Lecture Notes: Regularization for Deep Learning

Daniel Wu
7 min readJan 17, 2020

Learn from my notes for the Deep Learning course on DeepLearning.ai

The following are Week 1 lecture notes covering the topic regularization. These are notes for the second of five courses in the Deep Learning Specialization on DeepLearning.ai. If you want more background into neural networks and deep learning, read this introduction.

Week 1 — Practical aspects of Deep Learning

Applied machine learning is iterative and experimental. The iterations involves changing the number of layers, hidden units, learning rates, activation functions used, and so on.

Train/Dev/Test Sets

When a dataset has up to 10,000 examples, using a train/test split is suitable. Common practice to split data is a 70/30 train/test or a 60/20/20 train/dev/test. The dev set is the hold out or cross-validation used to see which model works best, where the final model is used on the test set so not to have a biased dataset.

In a significantly larger dataset, “big data” with millions of examples, dev/test set can be as small as 1% of the dataset e.g., 1% of 1 million training examples is 10,000. For example, 98/1/1% can be split where both dev/test each have 10,000 examples.

In practicality, the dataset can be mismatched where the training is on one dataset (e.g., cat pictures from webpages) and the dev/test set on another (e.g., cat pictures from users using the app).

Recommend to keep the dev and test sets from same distribution of data.

If unbiased data set is not needed, it may be suitable to only have train/dev set without a test set.

Bias/Variance

In dealing with model optimization, the relationship of the error rates between the train and dev set tell us about the bias and variance levels. The train set error determines the bias level while the dev set error determines the variance level.

Assuming that human error is 0% in determining whether a picture of a cat is true (y=1) vs. not (y=0), four scenarios of bias and variance are illustrated below. Based on the scenarios, we can prescribe ways to make improvements.

  • High Variance: Dev set error >> Train set error. For example, a 11% dev set error versus a 1% train set error says that there’s high variance, meaning the training data did not generalize well to the dev set.
  • High Bias: Train set error >> Human error with train and dev set error comparable. Given that human error is about 0%, then a 15% and 16% train dev error says there’s high bias. Neither train nor dev set fit well to the data.
  • High Bias and High Variance: Train set error >> Human error with Dev set error >> Train set error. The training data didn’t fit or generalize well.
  • Low Bias and Low Variance: Train, dev, and human error comparably low. The training data achieved good fit and generalization.
Bias and Variance (Source: DeepLearning.ai / Andrew Ng)

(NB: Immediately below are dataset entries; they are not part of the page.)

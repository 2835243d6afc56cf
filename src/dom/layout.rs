//! Naive geometry for fixtures without a layout engine, plus hit testing.

use crate::dom::node::{Frame, NodeId, Page};
use crate::dom::style::{declared_px, parse_inline_style};
use crate::dom::traversal::parent_element_deep;
use crate::types::ElementRect;

const PADDING: f64 = 4.0;
const LEAF_HEIGHT: f64 = 20.0;

/// Stacks every rendered element as a block inside its parent.
///
/// Explicit `width`/`height` declarations are honoured, `position:
/// absolute|fixed` boxes use `left`/`top` literally and take no flow space,
/// and `display:none` subtrees collapse to zero-sized rects.
pub fn block_layout(page: &mut Page) {
    let viewport = *page.viewport();
    let root = page.root();
    let content = layout_children(page, root, ElementRect::new(0.0, 0.0, viewport.width, viewport.height));

    let mut updated = viewport;
    updated.document_height = viewport.height.max(content);
    updated.document_width = viewport.width;
    page.set_viewport(updated);
}

fn layout_children(page: &mut Page, parent: NodeId, area: ElementRect) -> f64 {
    let mut children = Vec::new();
    if let Some(shadow) = page.shadow_root(parent) {
        children.extend(page.element_children(shadow));
    }
    children.extend(page.element_children(parent));

    let mut y = area.y;
    for child in children {
        y += layout_element(page, child, area.x, y, area.width);
    }
    y - area.y
}

fn layout_element(page: &mut Page, element: NodeId, x: f64, y: f64, available: f64) -> f64 {
    let hidden = page.style(element).map_or(true, |s| s.is_display_none());
    if hidden {
        collapse(page, element, x, y);
        return 0.0;
    }

    let declarations = page
        .attribute(element, "style")
        .map(parse_inline_style)
        .unwrap_or_default();
    let positioned = page
        .style(element)
        .is_some_and(|s| s.position == "absolute" || s.position == "fixed");

    let left = if positioned {
        declared_px(&declarations, "left").unwrap_or(x)
    } else {
        x
    };
    let top = if positioned {
        declared_px(&declarations, "top").unwrap_or(y)
    } else {
        y
    };
    let width = declared_px(&declarations, "width").unwrap_or(available).max(0.0);

    let inner = ElementRect::new(
        left + PADDING,
        top + PADDING,
        (width - 2.0 * PADDING).max(0.0),
        0.0,
    );
    let content = layout_children(page, element, inner);
    let natural = if content > 0.0 {
        content + 2.0 * PADDING
    } else {
        LEAF_HEIGHT
    };
    let height = declared_px(&declarations, "height").unwrap_or(natural).max(0.0);

    page.set_rect(element, ElementRect::new(left, top, width, height));
    if natural > height {
        page.set_scroll_size(element, width, natural);
    }

    if let Some(Frame::Document(document)) = page.frame(element).cloned() {
        layout_children(page, document, ElementRect::new(0.0, 0.0, width, height));
    }

    if positioned {
        0.0
    } else {
        height
    }
}

fn collapse(page: &mut Page, element: NodeId, x: f64, y: f64) {
    page.set_rect(element, ElementRect::new(x, y, 0.0, 0.0));
    let mut nested = page.descendants(element);
    if let Some(shadow) = page.shadow_root(element) {
        nested.extend(page.descendants(shadow));
    }
    for node in nested {
        page.set_rect(node, ElementRect::new(x, y, 0.0, 0.0));
    }
}

/// No inclusive logical ancestor is `display:none`.
pub fn is_rendered(page: &Page, element: NodeId) -> bool {
    let mut cursor = Some(element);
    while let Some(current) = cursor {
        if page.style(current).is_some_and(|s| s.is_display_none()) {
            return false;
        }
        cursor = parent_element_deep(page, current);
    }
    true
}

/// Elements of `document` (shadow trees included, frames excluded) in paint order.
pub fn paint_order(page: &Page, document: NodeId) -> Vec<NodeId> {
    let mut out = Vec::new();
    let mut stack: Vec<NodeId> = page.children(document).iter().rev().copied().collect();
    while let Some(node) = stack.pop() {
        if !page.is_element(node) {
            continue;
        }
        out.push(node);
        for child in page.children(node).iter().rev() {
            stack.push(*child);
        }
        if let Some(shadow) = page.shadow_root(node) {
            for child in page.children(shadow).iter().rev() {
                stack.push(*child);
            }
        }
    }
    out
}

fn effective_z_index(page: &Page, element: NodeId) -> i64 {
    let mut cursor = Some(element);
    while let Some(current) = cursor {
        if let Some(style) = page.style(current) {
            if style.position != "static" {
                if let Some(z) = style.z_index {
                    return z;
                }
            }
        }
        cursor = parent_element_deep(page, current);
    }
    0
}

/// Topmost element of `document` at viewport point `(x, y)`.
pub fn element_from_point(page: &Page, document: NodeId, x: f64, y: f64) -> Option<NodeId> {
    let (width, height) = match page.frame_element(document) {
        Some(frame) => {
            let rect = page.rect(frame);
            (rect.width, rect.height)
        }
        None => (page.viewport().width, page.viewport().height),
    };
    if x < 0.0 || y < 0.0 || x > width || y > height {
        return None;
    }

    paint_order(page, document)
        .into_iter()
        .enumerate()
        .filter(|(_, element)| {
            let rect = page.rect(*element);
            let Some(style) = page.style(*element) else {
                return false;
            };
            rect.width > 0.0
                && rect.height > 0.0
                && rect.contains_point(x, y)
                && !style.is_hidden()
                && style.pointer_events != "none"
                && is_rendered(page, *element)
        })
        .max_by_key(|(order, element)| (effective_z_index(page, *element), *order))
        .map(|(_, element)| element)
}
pub mod path;
pub mod robust;

pub use path::{generate_css_path, generate_xpath, resolve_xpath};
pub use robust::{get_robust_selector, PathNode, SelectorSynthesizer};
use crate::descriptor::ElementDescriptor;
use crate::dom::node::Page;
use crate::errors::Result;
use crate::types::CapabilityTag;
use async_trait::async_trait;

/// Source of filtered element descriptors for a page.
///
/// Implementations never suspend on their own; the async signature lets
/// callers drive any finder from the same runtime as the rest of their work.
#[async_trait]
pub trait ElementFinder: Send + Sync {
    /// Visible, deduplicated descriptors for the requested classes.
    async fn find_elements(&self, page: &Page, tags: &[CapabilityTag]) -> Result<Vec<ElementDescriptor>>;
}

Visually, let’s imagine a dataset of x’s and o’s distributed along x1 and x2 axes. If we try to fit this data with this solid blue diagonal line, high bias shows a bent towards specific characteristics of error. Certain x’s are to the left. If we have a better fit with this dotted blue circular line around the o’s, this describes low bias because fewer o’s and x’s are being miscategorized.

With the solid blue line, let’s say we alter this with the squiggly part in the middle so it captured the x on the left and the o on the right. This part diagonal, part squiggly line represents high variance, meaning this would not generalize well or work very well on other datasets since it’s overfitting.

High Bias and High Variance Example (Source: DeepLearning.ai / Andrew Ng)

Regularizing your neural network

In order to compensate for the variance issues when the neural network is overfitting, different approaches to reducing overfitting can be applied.

  • Logistic Regression: L2 Regularization uses a lambda parameter with ‘w’ in the cost function to reduce overfitting. The cost function includes the “(lambda / 2m) * the norm of w²” where norm of w² is also written as ||w||². (Note: Parameter ‘b’ is not regularized since ‘b’ is a real number whereas ‘w’ is high dimensional. Another approach called L1 regularization results in sparse ‘w’ matrices and is not very helpful. In python, lambda is a reserved term so lambd is used instead).

J(w,b) = [(1/m) * sum( Loss(y-hat,y) )] + [(lambda / 2m) * norm of w²]

L2 regularization in python = norm w² = w.T * w where T is transpose of ‘w’

Logistic regression using L2 regularization (Source: DeepLearning.ai / Andrew Ng)
  • Neural net regularization: Cost equation will include lambda / 2m * sum of squared weights w for each layer. Same as L2 regularization (aka weight decay) but traditionally called Frosenius norm. In gradient descent, dW of layer ‘l’ includes the lambda.

J(w,b) = [(1/m) * sum( Loss(y-hat,y) )] + [sum for each layer (lambda / 2m) * norm of w²]

dw[l]= (from back propagation) + (lambda / m * w[l])
W[l] -= Learning rate alpha * dW[l]

The reason L2 is also called weight decay regularization is that W is multiplied by a W with slightly smaller value with ( 1 — Learningrate * lambda / m ).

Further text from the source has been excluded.